TERRE HAUTE —
Dorothy Jerse looks back at local history from 10, 25 and 50 years ago as reported in the Tribune and Tribune-Star.
• U.S. Rep. John Hostettler announced his candidacy to run for the newly drawn 8th District seat. David Lohr was the Vigo County Republican Party chairman.
• Members of the Vigo County School Corp. board voted 5-2 to close Crawford Elementary School at the end of the academic year
• General Manager Richard Payonk reported that Wabash River Energy, located at 444 W. Sanford Avenue north of Terre Haute, was statistically the cleanest coal-fired plant in the world from an air-emission standpoint. It was one of the only two coal-gasification facilities in the United States generating electricity for sale to the public.
• The project for widening South 13th Street was well under way. It was the city's part in providing a north-south connection to the proposed 641 bypass to link U.S. 41 to I-70 on the east side of the city.
• Chauncey Rose Middle School students were playing bridge one evening a week at the Terre Haute Bridge Center, 303 S. 14th St., as part of the Easybridge class. Mona Sternfeld, a math teacher, was the school Bridge Club sponsor.
• Dave Bussing, former coach at North Central High School, was promoted to sales manager of M.A.B. Paints Inc., which operated 44 company stores in a six-state area. Lee Roads was the company president.
• Joseph M Zlomek, Tribune-Star publisher, Dr. Carol Heine, optometrist, and Dick Willis of Public Service Indiana were elected to the Terre Haute Area Chamber of Commerce board of directors.
• Thelma Modesitt, Vigo County School Corp. treasurer, reported the corporation finished the year with “a healthy balance of $16.8 million in all accounts.” The total interest earned in 1986 was $857,346.

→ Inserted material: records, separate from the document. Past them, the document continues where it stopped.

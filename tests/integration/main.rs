//! Integration tests for the plugin runtime.

mod helpers;

mod lifecycle_test;
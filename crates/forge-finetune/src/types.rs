use chrono::{DateTime, Utc};
use forge_core::ArtifactType;
use serde::{Deserialize, Serialize};
use uuid::Uuid;

/// Where a pool entry's `(prompt, response)` pair came from. Synthetic
/// entries are generated content accepted into the pool; real entries came
/// from an actual request. Graduation bars only count real entries.
#[derive(Debug, Clone, Copy, PartialEq, Eq, Serialize, Deserialize)]
#[serde(rename_all = "snake_case")]
pub enum ExampleSource {
    Real,
    Synthetic,
}

/// One admitted `(prompt, response, score, artifact_type, base_model)` tuple.
#[derive(Debug, Clone, Serialize, Deserialize)]
pub struct FineTunePoolEntry {
    pub id: Uuid,
    #[serde(with = "artifact_type_value")]
    pub artifact_type: ArtifactType,
    pub prompt: String,
    pub response: String,
    pub score: u8,
    pub base_model: String,
    pub source: ExampleSource,
    pub created_at: DateTime<Utc>,
}

impl FineTunePoolEntry {
    pub fn new(
        artifact_type: ArtifactType,
        prompt: impl Into<String>,
        response: impl Into<String>,
        score: u8,
        base_model: impl Into<String>,
        source: ExampleSource,
    ) -> Self {
        Self {
            id: Uuid::new_v4(),
            artifact_type,
            prompt: prompt.into(),
            response: response.into(),
            score,
            base_model: base_model.into(),
            source,
            created_at: Utc::now(),
        }
    }
}

/// Summary returned by `get_source_breakdown`.
#[derive(Debug, Clone, Copy, Serialize, Deserialize, PartialEq, Eq)]
pub struct SourceBreakdown {
    pub real: usize,
    pub synthetic: usize,
    pub total: usize,
    /// `synthetic * 100 / total`, rounded down. Zero when the pool is empty.
    pub synthetic_pct: u8,
    pub ready_for_training: bool,
    pub ready_for_graduation: bool,
    pub needs_bootstrap: bool,
}

mod artifact_type_value {
    use forge_core::ArtifactType;
    use serde::{Deserialize, Deserializer, Serializer};
    use std::str::FromStr;

    pub fn serialize<S: Serializer>(t: &ArtifactType, s: S) -> Result<S::Ok, S::Error> {
        s.serialize_str(&t.value())
    }

    pub fn deserialize<'de, D: Deserializer<'de>>(d: D) -> Result<ArtifactType, D::Error> {
        let s = String::deserialize(d)?;
        ArtifactType::from_str(&s).map_err(serde::de::Error::custom)
    }
}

• A letter from Army Maj. Gen. Nile J. Fulwyler read, “Vigo Plant (originally the Ordnance Depot built in 1942) was obtained (1944) for the manufacture of biological warfare agents and biological vaccines, filling and loading of biological munitions and breeding of laboratory animals. Its primary mission was specified as the manufacture and loading of a material (which was) anthrax.” The end of World War II (1945) brought orders to suspend further activities and the plant was later sold to Chas. A. Pfizer & Co. Inc.
• Eighty-seven high school basketball teams competed in the 47th annual Wabash Valley Tournament played at 14 sites.
• Gov. Matthew E. Welsh was in Terre Haute for the dedication of the new 7.3-mile section of U.S. 41 North. The four-lane, limited access highway began at Third Street and Lafayette Avenue and continued north on Third to Maple avenue where it cut to the northeast and rejoined U.S. 41 north of Roselawn Memorial Park.
• Newlin-Johnson Co., 601 Ohio St., advertised its two subdivisions: Terre Vista adjoining Deming Woods and Lakewood by the town of Riley.
• The 55-year-old Home Packing Co. announced its plant was being closed and all assets were being liquidated affecting between 350 and 375 workers. No agreement had been reached with Teamsters Local 144.
• The bulletin board in front of the Tabernacle Baptist Church, Eighth and Lafayette avenues, read, “Christ the answer — not booze! Try faith in God.” Across the same intersection, a sign in front of a tavern read, “Booze, the Only Answer.”